Packet Company v. Sickles

Decision Date01 December 1866
Citation18 L.Ed. 550,5 Wall. 580,72 U.S. 580
PartiesPACKET COMPANY v. SICKLES
CourtU.S. Supreme Court

THIS was a suit brought in the Supreme Court (the former Circuit Court) of the District of Columbia to recover damages under a special contract set forth in the declaration.

The contract, in substance, was, that on the 18th of June, 1844, the plaintiffs below, Sickles & Cook, and the Washington &c., Steam Packet Company, the defendants, agreed that Sickles & Cook should attach, for use, to a steamboat owned by the company, the Sickles cut-off, a certain patented contrivance which was designed to effect the saving of fuel in the working of steam engines; and that, in consideration thereof, if the said cut-off should effect a saving in the consumption of fuel, the company would use it on their boat during the continuance of the said patent, IF the said boat should last so long, and that they would, for the use of the cut-off, pay to the plaintiffs, weekly, three-fourths of the value of the fuel saved. The patent had, at the date of the alleged contract, yet twelve years to run. The declaration set forth further, that it was agreed between the parties that the saving of the fuel caused by the use of the said cut-off should be ascertained by taking two piles of wood of equal quantity and burning one pile without and the other with the use of the cut-off, and thus to ascertain how much longer the boat would run, under the same circumstances, with the use of the cut-off than without, and that the proportion of savings as agreed upon above should be paid by the defendants. It alleged finally, that this experiment had been fairly made, and showed a saving of fuel by the use of the cut-off of thirty-four per cent.

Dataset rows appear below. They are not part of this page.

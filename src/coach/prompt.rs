//! Prompt templates and response schemas sent to the model

use serde_json::{Value, json};

use crate::model::{ExerciseLog, PlanType, UserProfile, WorkoutSession};

/// How many recent workouts are summarized for the model
pub const HISTORY_CONTEXT: usize = 3;

/// One line per recent workout with per-exercise average difficulty
pub fn history_summary(history: &[WorkoutSession]) -> String {
    if history.is_empty() {
        return "Brak poprzednich treningów.".to_string();
    }

    let start = history.len().saturating_sub(HISTORY_CONTEXT);
    history[start..]
        .iter()
        .map(|w| {
            let exercises = w
                .exercises
                .iter()
                .map(|e| {
                    format!(
                        "{} ({} serii, trudność średnia: {:.1})",
                        e.name,
                        e.sets.len(),
                        e.average_difficulty()
                    )
                })
                .collect::<Vec<_>>()
                .join(", ");
            format!(
                "Data: {}, Cel: {}, Ćwiczenia: {}",
                w.date.format("%Y-%m-%d"),
                w.goal.label(),
                exercises
            )
        })
        .collect::<Vec<_>>()
        .join("; ")
}

fn profile_block(profile: &UserProfile) -> String {
    let injuries = if profile.has_injuries() { profile.injuries.as_str() } else { "Brak" };
    let description = if profile.goal_description.trim().is_empty() {
        "-"
    } else {
        profile.goal_description.as_str()
    };
    format!(
        "- Imię: {}\n- Wiek: {} lat\n- Waga: {} kg\n- Wzrost: {} cm\n- Cel główny: {}\n- Dokładny cel: {}\n- Kontuzje/Ograniczenia: {}\n- Poziom: {}",
        profile.name,
        profile.age,
        profile.weight,
        profile.height,
        profile.goal.label(),
        description,
        injuries,
        profile.level.label(),
    )
}

pub fn plan_prompt(profile: &UserProfile, history: &[WorkoutSession], plan: PlanType) -> String {
    let place = match plan {
        PlanType::HomeBodyweight => "Dom, bez sprzętu (tylko masa ciała).",
        _ => "W pełni wyposażona siłownia.",
    };
    format!(
        "Jesteś doświadczonym trenerem personalnym.\n\
         Ułóż trening w stylu \"{style}\" dla użytkownika:\n\
         {profile}\n\n\
         Miejsce: {place}\n\
         Ostatnie treningi: {history}\n\n\
         Zasady:\n\
         1. Podaj krótki tytuł treningu i 3-5 ćwiczeń rozgrzewkowych.\n\
         2. Podaj 7-9 ćwiczeń głównych w kolejności wykonywania.\n\
         3. Omijaj ćwiczenia obciążające zgłoszone kontuzje.\n\
         4. Jeśli ostatnie treningi miały trudność 1-2, zwiększ lekko ciężar lub objętość; przy trudności 5 utrzymaj lub zmniejsz.\n\
         5. Ćwiczenia na czas oznacz isTimed=true i podaj durationMinutes; ćwiczenia z masą ciała oznacz isBodyweight=true.\n\
         6. suggestedWeight w kg (0 dla masy ciała i cardio).",
        style = plan.label(),
        profile = profile_block(profile),
        history = history_summary(history),
    )
}

pub fn swap_prompt(profile: &UserProfile, current: &ExerciseLog) -> String {
    let group = if current.muscle_group.is_empty() { "ta sama partia" } else { current.muscle_group.as_str() };
    format!(
        "Jesteś trenerem personalnym. Zaproponuj jedno ćwiczenie zastępcze za \"{name}\" \
         angażujące tę samą partię mięśni ({group}).\n\
         Użytkownik:\n{profile}\n\
         Nie proponuj ponownie \"{name}\". Zachowaj podobną liczbę serii ({sets}).",
        name = current.name,
        group = group,
        profile = profile_block(profile),
        sets = current.sets.len(),
    )
}

pub fn tip_prompt(profile: &UserProfile, exercise: &str) -> String {
    format!(
        "Jesteś trenerem personalnym. Podaj 2-3 zdania wskazówek technicznych do ćwiczenia \"{exercise}\" \
         dla osoby na poziomie: {level}. Kontuzje: {injuries}. Odpowiedz zwykłym tekstem, bez formatowania.",
        level = profile.level.label(),
        injuries = if profile.has_injuries() { profile.injuries.as_str() } else { "brak" },
    )
}

/// Schema of one exercise object, shared by plan and swap responses
pub fn exercise_schema() -> Value {
    json!({
        "type": "OBJECT",
        "properties": {
            "name": { "type": "STRING" },
            "muscleGroup": { "type": "STRING" },
            "isBodyweight": { "type": "BOOLEAN" },
            "isTimed": { "type": "BOOLEAN" },
            "setsCount": { "type": "NUMBER" },
            "repsTarget": { "type": "NUMBER" },
            "suggestedWeight": { "type": "NUMBER", "description": "kg, 0 dla masy ciała" },
            "durationMinutes": { "type": "NUMBER" }
        },
        "required": ["name", "muscleGroup", "isBodyweight", "isTimed", "setsCount", "repsTarget", "suggestedWeight"]
    })
}

pub fn plan_schema() -> Value {
    json!({
        "type": "OBJECT",
        "properties": {
            "workoutTitle": { "type": "STRING" },
            "warmup": {
                "type": "ARRAY",
                "items": {
                    "type": "OBJECT",
                    "properties": {
                        "name": { "type": "STRING" },
                        "instruction": { "type": "STRING" }
                    },
                    "required": ["name", "instruction"]
                }
            },
            "exercises": { "type": "ARRAY", "items": exercise_schema() }
        },
        "required": ["workoutTitle", "warmup", "exercises"]
    })
}
#[tokio::main]
async fn main() -> Result<()> {
    // Load .env file if present
    dotenvy::dotenv().ok();

    tracing_subscriber::fmt()
        .with_env_filter(EnvFilter::try_from_default_env().unwrap_or_else(|_| EnvFilter::new("warn")))
        .with_writer(std::io::stderr)
        .init();

    let cli = Cli::parse();
    let db = Database::open(&cli.db).with_context(|| format!("opening {}", cli.db))?;

    // reset must work even when the stored state no longer parses
    if let Some(Commands::Reset { yes }) = &cli.command {
        if !yes {
            bail!("this deletes the profile and all workouts; repeat with --yes");
        }
        db.clear()?;
        info!(db = %cli.db, "account reset");
        println!("Konto usunięte");
        return Ok(());
    }

    let mut app = App::load(db).context("stored state unreadable, `wykuci reset --yes` starts over")?;

    match &cli.command {
        Some(Commands::Onboard {
            name,
            age,
            weight,
            height,
            goal,
            gender,
            level,
            injuries,
            goal_description,
        }) => {
            if app.state().profile.is_some() {
                bail!("profile already exists, use `settings` or `reset`");
            }
            let mut profile = UserProfile::new(name, *age, *weight, *height, *goal);
            profile.gender = *gender;
            profile.level = *level;
            if let Some(i) = injuries {
                profile.injuries = i.clone();
            }
            if let Some(d) = goal_description {
                profile.goal_description = d.clone();
            }
            app.onboard(profile)?;
            println!("Witaj, {name}! Wygeneruj pierwszy trening: wykuci plan");
        }

        Some(Commands::Profile) => {
            let p = app.profile()?;
            println!("{} | {} lat | {} kg | {} cm", p.name, p.age, p.weight, p.height);
            println!("Cel: {} | Poziom: {}", p.goal.label(), p.level.label());
            if !p.goal_description.is_empty() {
                println!("Dokładny cel: {}", p.goal_description);
            }
            println!("Kontuzje: {}", p.injuries);
            println!(
                "LVL {} | {} XP (do następnego: {})",
                p.progress.level,
                p.progress.xp,
                XP_PER_LEVEL - p.progress.xp % XP_PER_LEVEL
            );
            println!("Przerwa: {}s | PRO: {}", p.preferred_rest_secs, if p.is_pro { "tak" } else { "nie" });
            if entitlement::shows_ads(p) {
                println!("Darmowy plan: 1 zamiana i 1 porada AI na trening");
            }
        }

        Some(Commands::Settings {
            name,
            gender,
            age,
            weight,
            height,
            goal,
            goal_description,
            injuries,
            level,
            haptics,
            rest,
        }) => {
            let changes = ProfileUpdate {
                name: name.clone(),
                gender: *gender,
                age: *age,
                weight: *weight,
                height: *height,
                goal: *goal,
                goal_description: goal_description.clone(),
                injuries: injuries.clone(),
                level: *level,
                haptics_enabled: *haptics,
                default_plan: None,
            };
            app.update_profile(&changes)?;
            if let Some(secs) = rest {
                app.set_preferred_rest(*secs)?;
            }
            println!("Zapisano ustawienia");
        }

        Some(Commands::Pro) => {
            let pro = app.toggle_pro()?;
            println!("PRO: {}", if pro { "aktywne" } else { "wyłączone" });
        }

        Some(Commands::Plan { plan }) => {
            let plan = (*plan)
                .or(app.profile()?.default_plan)
                .unwrap_or(PlanType::AiAdvisor);
            let coach = coach(&cli)?;
            println!("Generowanie treningu ({})...", plan.label());
            let session = app.generate_session(&coach, plan).await?;
            print_session(session);
        }

        Some(Commands::Show) => {
            let session = app.active().ok_or(AppError::NoActiveSession)?;
            print_session(session);
        }

        Some(Commands::WarmupDone) => {
            app.with_tracker(|t| t.complete_warmup())?;
            println!("Rozgrzewka zaliczona, czas na trening główny");
        }

        Some(Commands::Toggle { exercise, set }) => {
            let id = exercise_id(&app, *exercise)?;
            let set = set_index(*set)?;
            let outcome = app.with_tracker(|t| t.toggle_set_completion(&id, set))?;
            if outcome.completed {
                println!("Seria zaliczona. Odpoczynek: {}s", app.profile()?.preferred_rest_secs);
            } else {
                println!("Seria cofnięta");
            }
        }

        Some(Commands::Edit {
            exercise,
            set,
            weight,
            reps,
            minutes,
            difficulty,
        }) => {
            let id = exercise_id(&app, *exercise)?;
            let set = set_index(*set)?;
            let edit = SetEdit {
                weight: *weight,
                reps: *reps,
                duration_minutes: *minutes,
                difficulty: *difficulty,
            };
            app.with_tracker(|t| t.edit_set_parameters(&id, set, &edit))?;
            println!("Zapisano serię");
        }

        Some(Commands::Swap { exercise }) => {
            let id = exercise_id(&app, *exercise)?;
            let coach = coach(&cli)?;
            let replacement = app.swap_exercise(&coach, &id).await?;
            println!("Nowe ćwiczenie: {} ({} serii)", replacement.name, replacement.sets.len());
        }

        Some(Commands::Tip { exercise }) => {
            let id = exercise_id(&app, *exercise)?;
            let coach = coach(&cli)?;
            let tip = app.coaching_tip(&coach, &id).await?;
            println!("{tip}");
        }

        Some(Commands::WatchAd) => {
            app.watch_ad()?;
            println!("Dzięki! Odblokowano jedno dodatkowe użycie AI");
        }

        Some(Commands::Delete { exercise }) => {
            let id = exercise_id(&app, *exercise)?;
            let removed = app.with_tracker(|t| t.delete_exercise(&id))?;
            println!("Usunięto: {}", removed.name);
        }

        Some(Commands::Finish { note, elapsed }) => {
            let session = app.active().ok_or(AppError::NoActiveSession)?;
            let wall = (Utc::now() - session.date).num_seconds().max(0) as u64;
            let elapsed = elapsed.unwrap_or(wall).max(session.duration_seconds);
            let finished = app.finish_active(note, elapsed)?;
            println!(
                "Trening zapisany: {} | {} | {:.0} kg",
                finished.workout_title,
                format_clock(finished.duration_seconds),
                finished.volume()
            );
            let p = app.profile()?;
            println!("+XP -> LVL {} ({} XP)", p.progress.level, p.progress.xp);
        }

        Some(Commands::Abandon) => {
            let dropped = app.abandon_active()?;
            println!("Porzucono: {}", dropped.workout_title);
        }

        Some(Commands::History { limit }) => {
            println!("Historia treningów:");
            println!("{:-<60}", "");
            for w in app.history().iter().rev().take(*limit) {
                println!(
                    "{} | {:24} | {:>6} | {:.0} kg | {}",
                    w.date.with_timezone(&Local).format("%Y-%m-%d %H:%M"),
                    w.workout_title,
                    format_clock(w.duration_seconds),
                    w.volume(),
                    w.id
                );
            }
        }

        Some(Commands::Detail { id }) => {
            let session = app.session_detail(id).with_context(|| format!("no workout {id}"))?;
            print_session(session);
            if let Some(note) = &session.note {
                println!("Notatka: {note}");
            }
        }

        Some(Commands::Stats { exercise }) => {
            let analytics = Analytics::new(app.history());
            let today = Local::now().date_naive();

            println!("Statystyki");
            println!("{:-<40}", "");

            if let Some(ex) = exercise {
                println!("Ćwiczenie: {ex}");
                println!("Objętość: {:.0} kg", analytics.exercise_volume(ex));
                match analytics.average_difficulty(ex) {
                    Some(d) => println!("Średnia trudność: {d:.1}"),
                    None => println!("Brak danych"),
                }
            } else {
                println!("Treningi: {}", app.history().len());
                println!("Objętość łącznie: {:.0} kg", analytics.total_volume());
                println!("Czas łącznie: {}", format_clock(analytics.total_duration()));
                println!("Seria dni: {}", analytics.current_streak(today));
                println!("Częstotliwość: {:.1} treningów/tydzień", analytics.weekly_frequency());

                let strip: String = analytics
                    .activity_strip(today)
                    .iter()
                    .map(|(_, active)| if *active { '■' } else { '□' })
                    .collect();
                println!("Ostatnie 7 dni: {strip}");

                let weight = app.profile().ok().map(|p| p.weight);
                for (date, score) in analytics.power_scores(weight) {
                    println!("  {} moc {}", date.format("%d.%m"), score);
                }
            }
        }

        Some(Commands::Export { target }) => {
            let path = app.export_pdf(target, Local::now().date_naive())?;
            println!("Zapisano raport: {}", path.display());
        }

        // handled before loading
        Some(Commands::Reset { .. }) => {}

        Some(Commands::Tui) | None => {
            if app.active().is_none() {
                println!("Brak aktywnego treningu. Wygeneruj go: wykuci plan");
                return Ok(());
            }
            SessionScreen::new(&mut app)?.run()?;
        }
    }

    Ok(())
}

The plaintiffs accordingly claimed the value of three-fourths of the fuel thus saved, between certain dates specified.

The defendants pleaded the general issue.

On the trial the plaintiffs, to support the issue, gave in evidence the record of a former trial between the same parties on the same contract as alleged, for payments due when the writ in that case was issued, in which trial a verdict and judgment had been rendered in their favor.

The declaration in the record of this former trial contained four counts:

1. A special count on the contract, corresponding in all respects with that set out in the declaration in the present suit.

2. A common count for compensation for the use of the cut-off by the defendants on their boat before that time had and enjoyed, and for such an amount as it was reasonably worth.

3. A common count for money had and received; and

4. A special count on a contract in substance like the first, with the difference hereinafter stated: It recited that, in consideration the plaintiffs had before that time attached the said Sickles cut-off to the engine of the defendants' boat, and had agreed that they should have the use of it during the continuance of the patent-right, if the boat should last so long, they, the defendants, undertook and agreed to pay the plaintiffs three-fourths of the value of the fuel saved by the use of the cut-off; that a large quantity of the fuel, to wit, one thousand cords of wood, of the value of $2500, had been saved, yet the defendants, not regarding their promise, &c., have refused, &c. The difference between this and the first count consists mainly in the omission of any agreement to ascertain the saving of fuel by the experiment.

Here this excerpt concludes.